Se cumplieron veinticinco años del atentado terrorista contra la Embajada de Israel y, como suele ocurrir en estos pagos, de los responsables, y en particular de los responsables locales, ni noticias. La impunidad, el silencio o la ignorancia parece ser la constante de la Justicia argentina. ¿Habría que agregar a este rosario de imputaciones la complicidad? No lo sé, pero la pregunta es pertinente hacerla. Nos podemos equivocar una vez, nos podemos equivocar dos veces, pero ya cuando nos equivocamos tres veces hay motivos para pensar que más que a un error a lo que estamos asistiendo es a un horror.
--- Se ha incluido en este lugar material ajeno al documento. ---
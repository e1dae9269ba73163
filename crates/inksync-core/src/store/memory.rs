//! In-process entity store

use std::collections::HashMap;
use std::sync::Arc;

use async_trait::async_trait;
use tokio::sync::Mutex;

use super::{is_live, EntityStore, EntityWrite, PutOutcome};
use crate::clock::{Clock, SystemClock};
use crate::error::Result;
use crate::models::{EntityKey, StoredEntity};

#[derive(Debug, Clone)]
struct StoredRow {
    entity: StoredEntity,
    expires_at: Option<i64>,
}

/// Store backed by a mutex-guarded map. Check and write happen under one
/// lock acquisition.
pub struct MemoryStore {
    rows: Mutex<HashMap<EntityKey, StoredRow>>,
    clock: Arc<dyn Clock>,
}

impl MemoryStore {
    pub fn new() -> Self {
        Self::with_clock(Arc::new(SystemClock::new()))
    }

    pub fn with_clock(clock: Arc<dyn Clock>) -> Self {
        Self {
            rows: Mutex::new(HashMap::new()),
            clock,
        }
    }

    /// Number of rows held, expired or not
    pub async fn len(&self) -> usize {
        self.rows.lock().await.len()
    }

    pub async fn is_empty(&self) -> bool {
        self.len().await == 0
    }
}

impl Default for MemoryStore {
    fn default() -> Self {
        Self::new()
    }
}

#[async_trait]
impl EntityStore for MemoryStore {
    async fn get(&self, key: &EntityKey) -> Result<Option<StoredEntity>> {
        let now = self.clock.now_millis();
        let rows = self.rows.lock().await;
        Ok(rows
            .get(key)
            .filter(|row| is_live(row.expires_at, now))
            .map(|row| row.entity.clone()))
    }

    async fn conditional_put(
        &self,
        key: &EntityKey,
        write: EntityWrite,
        expected_last_modified: Option<i64>,
    ) -> Result<PutOutcome> {
        let now = self.clock.now_millis();
        let mut rows = self.rows.lock().await;

        let current = rows
            .get(key)
            .filter(|row| is_live(row.expires_at, now))
            .map(|row| row.entity.last_modified);
        if current != expected_last_modified {
            return Ok(PutOutcome::Stale);
        }

        let expires_at = write.expires_at;
        let entity = write.into_entity(&key.id);
        rows.insert(
            key.clone(),
            StoredRow {
                entity: entity.clone(),
                expires_at,
            },
        );
        Ok(PutOutcome::Written(entity))
    }

    async fn purge_expired(&self, now: i64) -> Result<u64> {
        let mut rows = self.rows.lock().await;
        let before = rows.len();
        rows.retain(|_, row| is_live(row.expires_at, now));
        Ok(u64::try_from(before - rows.len()).unwrap_or(u64::MAX))
    }
}
use std::io;

use inksync_core::EntityClass;
use thiserror::Error;

#[derive(Debug, Error)]
pub enum CliError {
    #[error(transparent)]
    Core(#[from] inksync_core::Error),
    #[error(transparent)]
    Io(#[from] io::Error),
    #[error(transparent)]
    Serialization(#[from] serde_json::Error),
    #[error("No batch request provided")]
    EmptyInput,
    #[error("Entity ID cannot be empty")]
    EmptyEntityId,
    #[error("No {class} found with id {id}")]
    NotFound { class: EntityClass, id: String },
}
//! Server clock used to stamp accepted writes.

use std::sync::atomic::{AtomicI64, Ordering};

/// Source of server time in Unix milliseconds.
pub trait Clock: Send + Sync {
    fn now_millis(&self) -> i64;
}

/// Wall clock that never goes backwards within one process, and never hands
/// out the same stamp twice.
#[derive(Debug, Default)]
pub struct SystemClock {
    last: AtomicI64,
}

impl SystemClock {
    pub const fn new() -> Self {
        Self {
            last: AtomicI64::new(i64::MIN),
        }
    }
}

impl Clock for SystemClock {
    fn now_millis(&self) -> i64 {
        let wall = chrono::Utc::now().timestamp_millis();
        let mut previous = self.last.load(Ordering::Relaxed);
        loop {
            let next = wall.max(previous.saturating_add(1));
            match self
                .last
                .compare_exchange_weak(previous, next, Ordering::AcqRel, Ordering::Relaxed)
            {
                Ok(_) => return next,
                Err(actual) => previous = actual,
            }
        }
    }
}

/// Clock driven by hand. Used by tests and offline replays.
#[derive(Debug)]
pub struct ManualClock {
    now: AtomicI64,
}

impl ManualClock {
    pub const fn new(start: i64) -> Self {
        Self {
            now: AtomicI64::new(start),
        }
    }

    pub fn set(&self, now: i64) {
        self.now.store(now, Ordering::SeqCst);
    }

    pub fn advance(&self, millis: i64) {
        self.now.fetch_add(millis, Ordering::SeqCst);
    }
}

impl Clock for ManualClock {
    fn now_millis(&self) -> i64 {
        self.now.load(Ordering::SeqCst)
    }
}

/// Stamp for the next accepted write of an entity whose current stamp is
/// `previous`. Always strictly greater than `previous`.
pub fn next_stamp(clock: &dyn Clock, previous: Option<i64>) -> i64 {
    let now = clock.now_millis();
    previous.map_or(now, |previous| now.max(previous.saturating_add(1)))
}
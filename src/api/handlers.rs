//! Health check endpoint

use axum::{
    Json,
    extract::{Query, State as AxumState},
    response::IntoResponse,
};
use serde_json::json;
use std::collections::HashMap;

use crate::SharedState;

/// Root health check endpoint
/// Supports ?format=json for detailed JSON response
pub async fn root(
    AxumState(state): AxumState<SharedState>,
    Query(params): Query<HashMap<String, String>>,
) -> impl IntoResponse {
    let format = params.get("format").map(|s| s.as_str());

    if format == Some("json") {
        Json(json!({
            "name": env!("CARGO_PKG_NAME"),
            "version": env!("CARGO_PKG_VERSION"),
            "started_at": state.started_at,
            "uptime_seconds": state.start_time.elapsed().as_secs(),
            "status": "healthy"
        }))
        .into_response()
    } else {
        concat!(env!("CARGO_PKG_NAME"), " - healthy").into_response()
    }
}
Por lo pronto, queda claro que en temas como éstos somos lo más parecido que hay a una republiqueta bananera. En el caso que nos ocupa, Israel y EE.UU. han avanzado más en las investigaciones que la justicia criolla, con el agregado de que en el caso de la embajada fue la propia Corte Suprema de Justicia la que se hizo cargo de la investigación para arribar a la conclusión -luego de más de quince años- que el tema ya era cosa juzgada, una manera -¿elegante o procaz?- de admitir que a la embajada la voló el Espíritu Santo. O, como dijera el antiguo y leal abogado de Isabel Perón, Juan Gabriel Labaké: a la embajada la volaron los propios judíos.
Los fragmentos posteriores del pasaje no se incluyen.